Asia’s fundamentals speak for themselves. India continues to post some of the fastest GDP growth among major economies, driven by digitalisation, infrastructure spending, and a young, urbanising population. The ASEAN bloc, comprising Vietnam, Indonesia, Malaysia, Thailand, and the Philippines, has become the preferred destination for supply chains diversifying away from single-country concentration. Meanwhile, Singapore and Hong Kong remain the region’s capital-raising and wealth-management hubs, offering deep liquidity and mature legal systems.

For GCC investors, the connection is being institutionalised. Since launching its Comprehensive Economic Partnership Agreement (CEPA) programme in September 2021, the UAE has concluded more than 30 such agreements, with a pronounced tilt towards Asia. The landmark UAE–India CEPA has been in force since May 2022, targeting US$100 billion in annual non-oil trade; agreements with Indonesia (2023), Cambodia (2024) and Malaysia have followed. The UAE–Vietnam CEPA entered into force on February 3, 2026 (bilateral trade passed US$16 billion in 2025, making Vietnam the UAE’s largest ASEAN trading partner) and a CEPA with the Philippines, that country’s first trade pact with a Middle Eastern state, was signed in January 2026. Capital is following trade, and structure should follow capital.

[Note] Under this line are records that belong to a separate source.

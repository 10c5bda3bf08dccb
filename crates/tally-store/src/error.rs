//! # Store Error Types
//!
//! Error types for storage operations.
//!
//! ## Error Flow
//! ```text
//! ┌─────────────────────────────────────────────────────────────────────────┐
//! │                    Error Propagation                                    │
//! │                                                                         │
//! │  sqlx::Error / serde_json::Error / ValidationError                     │
//! │       │                                                                 │
//! │       ▼                                                                 │
//! │  StoreError (this module) ← Adds context and categorization            │
//! │       │                                                                 │
//! │       ▼                                                                 │
//! │  UI layer shows the message; every variant is recoverable              │
//! │                                                                         │
//! └─────────────────────────────────────────────────────────────────────────┘
//! ```

use tally_core::{CoreError, ValidationError};
use thiserror::Error;

/// Storage operation errors.
///
/// None of these is fatal: a failed write leaves both the stored documents
/// and the in-memory session exactly as they were.
#[derive(Debug, Error)]
pub enum StoreError {
    /// The key-value store could not read or write.
    ///
    /// ## When This Occurs
    /// - Database file can't be opened
    /// - Disk full
    /// - Pool closed or timed out
    #[error("Storage error: {0}")]
    Storage(String),

    /// Index or id does not exist.
    ///
    /// ## When This Occurs
    /// - `delete_at` past the end of the ledger
    #[error("{entity} not found: {id}")]
    NotFound { entity: String, id: String },

    /// A stored document is not valid JSON for its key.
    #[error("Stored document '{key}' is corrupt: {reason}")]
    Corrupt { key: String, reason: String },

    /// Input failed validation; nothing was written.
    #[error("Validation error: {0}")]
    Validation(#[from] ValidationError),

    /// Domain rule violated (e.g. appending a record that is still open).
    #[error(transparent)]
    Core(#[from] CoreError),

    /// Migration failed.
    #[error("Migration failed: {0}")]
    MigrationFailed(String),

    /// A document could not be encoded.
    #[error("Serialization failed: {0}")]
    Serialization(String),
}

impl StoreError {
    /// Creates a NotFound error for a given entity type and id.
    pub fn not_found(entity: impl Into<String>, id: impl Into<String>) -> Self {
        StoreError::NotFound {
            entity: entity.into(),
            id: id.into(),
        }
    }

    /// Creates a Corrupt error for a stored key.
    pub fn corrupt(key: impl Into<String>, reason: impl ToString) -> Self {
        StoreError::Corrupt {
            key: key.into(),
            reason: reason.to_string(),
        }
    }

    /// True for input errors the user can fix by editing the draft.
    pub fn is_validation(&self) -> bool {
        matches!(
            self,
            StoreError::Validation(_) | StoreError::Core(CoreError::Validation(_))
        )
    }
}

/// Convert sqlx errors to StoreError.
///
/// ## Error Mapping
/// ```text
/// sqlx::Error::PoolTimedOut   → Storage("pool timed out")
/// sqlx::Error::PoolClosed     → Storage("pool is closed")
/// sqlx::Error::Database       → Storage(<sqlite message>)
/// Other                       → Storage(<display>)
/// ```
impl From<sqlx::Error> for StoreError {
    fn from(err: sqlx::Error) -> Self {
        match err {
            sqlx::Error::PoolTimedOut => StoreError::Storage("Connection pool timed out".to_string()),
            sqlx::Error::PoolClosed => StoreError::Storage("Pool is closed".to_string()),
            sqlx::Error::Database(db_err) => StoreError::Storage(db_err.message().to_string()),
            _ => StoreError::Storage(err.to_string()),
        }
    }
}

impl From<sqlx::migrate::MigrateError> for StoreError {
    fn from(err: sqlx::migrate::MigrateError) -> Self {
        StoreError::MigrationFailed(err.to_string())
    }
}

impl From<serde_json::Error> for StoreError {
    fn from(err: serde_json::Error) -> Self {
        StoreError::Serialization(err.to_string())
    }
}

/// Result type for storage operations.
pub type StoreResult<T> = Result<T, StoreError>;

// =============================================================================
// Unit Tests
// =============================================================================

The case for a UAE holding company

Many GCC investors instinctively consider investing into Asia directly, in their personal names, or through structures in traditional offshore jurisdictions. Both approaches carry drawbacks: direct personal investment can expose the investor to foreign withholding taxes, estate complications, and administrative burden, while classic offshore vehicles increasingly face substance challenges and reputational friction with Asian regulators and banks.

A UAE holding company addresses these issues while offering distinct advantages for someone already living and operating in the region.

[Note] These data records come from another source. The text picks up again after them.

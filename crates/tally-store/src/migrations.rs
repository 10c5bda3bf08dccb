//! # Database Migrations
//!
//! Embedded SQL migrations for the key-value table.
//!
//! ## Adding New Migrations
//!
//! 1. Create a new file in `migrations/sqlite/` with the next sequence number
//! 2. Name format: `NNN_description.sql` (e.g., `002_add_key_index.sql`)
//! 3. Write idempotent SQL (use `IF NOT EXISTS` where possible)
//! 4. **NEVER** modify existing migrations - always add new ones

use sqlx::SqlitePool;
use tracing::info;

use crate::error::StoreResult;

/// Embedded migrations from the workspace `migrations/sqlite` directory.
static MIGRATOR: sqlx::migrate::Migrator = sqlx::migrate!("../../migrations/sqlite");

/// Runs all pending database migrations.
///
/// Idempotent; each migration runs in its own transaction and is recorded
/// in `_sqlx_migrations`.
pub async fn run_migrations(pool: &SqlitePool) -> StoreResult<()> {
    info!("Checking for pending migrations");

    MIGRATOR.run(pool).await?;

    info!("All migrations applied successfully");
    Ok(())
}

/// Returns `(total_migrations, applied_migrations)`.
pub async fn migration_status(pool: &SqlitePool) -> StoreResult<(usize, usize)> {
    let total = MIGRATOR.migrations.len();

    let applied: i64 = sqlx::query_scalar("SELECT COUNT(*) FROM _sqlx_migrations")
        .fetch_one(pool)
        .await?;

    Ok((total, applied as usize))
}

#[cfg(test)]
mod tests {
    use super::*;
    use crate::pool::{DbConfig, SqliteStore};

    #[tokio::test]
    async fn test_all_migrations_applied() {
        let store = SqliteStore::connect(DbConfig::in_memory()).await.unwrap();
        let (total, applied) = migration_status(store.pool()).await.unwrap();

        assert!(total >= 1);
        assert_eq!(total, applied);
    }

    #[tokio::test]
    async fn test_status_without_migration_table_is_an_error() {
        let config = DbConfig::in_memory().run_migrations(false);
        let store = SqliteStore::connect(config).await.unwrap();

        let err = migration_status(store.pool()).await.unwrap_err();
        assert!(matches!(err, crate::error::StoreError::Storage(_)));
    }

    #[tokio::test]
    async fn test_migrations_are_idempotent() {
        let store = SqliteStore::connect(DbConfig::in_memory()).await.unwrap();
        store.run_migrations().await.unwrap();
    }
}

1. One of the world’s largest treaty networks

According to the UAE Ministry of Finance, the UAE has concluded 137 double taxation agreements (DTAs), and 193 DTAs and bilateral investment treaties combined, covering most of its major trading partners, including India, Singapore, China, Indonesia, Malaysia, Vietnam, the Philippines, Japan, and South Korea. Properly structured and with genuine substance, a UAE holding company may access reduced withholding tax rates on dividends, interest, and royalties flowing out of Asian investments: under the UAE–India treaty, for example, dividend withholding tax can fall from domestic rates to 10 percent.

Treaty benefits are claimed via a Tax Residency Certificate issued by the Federal Tax Authority through the EmaraTax portal, with corporate residency assessed by reference to place of effective management.

2. Attractive domestic tax treatment

The UAE’s 9 percent corporate tax regime, in force since June 2023 under Federal Decree-Law No. 47 of 2022, contains a participation exemption (Article 23) that is central to holding company planning. Dividends and capital gains from qualifying shareholdings are exempt from UAE corporate tax where key conditions are met:

  • Ownership: at least a 5 percent interest — or, following Ministerial Decision No. 302 of 2024, an acquisition cost of AED 4 million (US$1.08) or more, even below 5 percent;
  • Holding period: a continuous 12-month holding period (or, for dividends, the intention to hold for 12 months);
  • Subject-to-tax test: the subsidiary is taxed at a statutory rate of at least 9 percent in its home jurisdiction — a test most major Asian economies (India, Indonesia, Vietnam, Malaysia, Japan, Korea) comfortably satisfy;
  • Asset test: which, per 2025 clarifications, now applies only where the participation is a related party.

Qualifying Free Zone Persons may additionally benefit from a 0% rate on qualifying income under Cabinet Decision No. 55 of 2023. Combined with the absence of personal income tax and no withholding tax on outbound dividends, the UAE allows returns from Asian investments to be received, pooled, and redeployed with minimal tax leakage — provided the structure is designed and maintained correctly.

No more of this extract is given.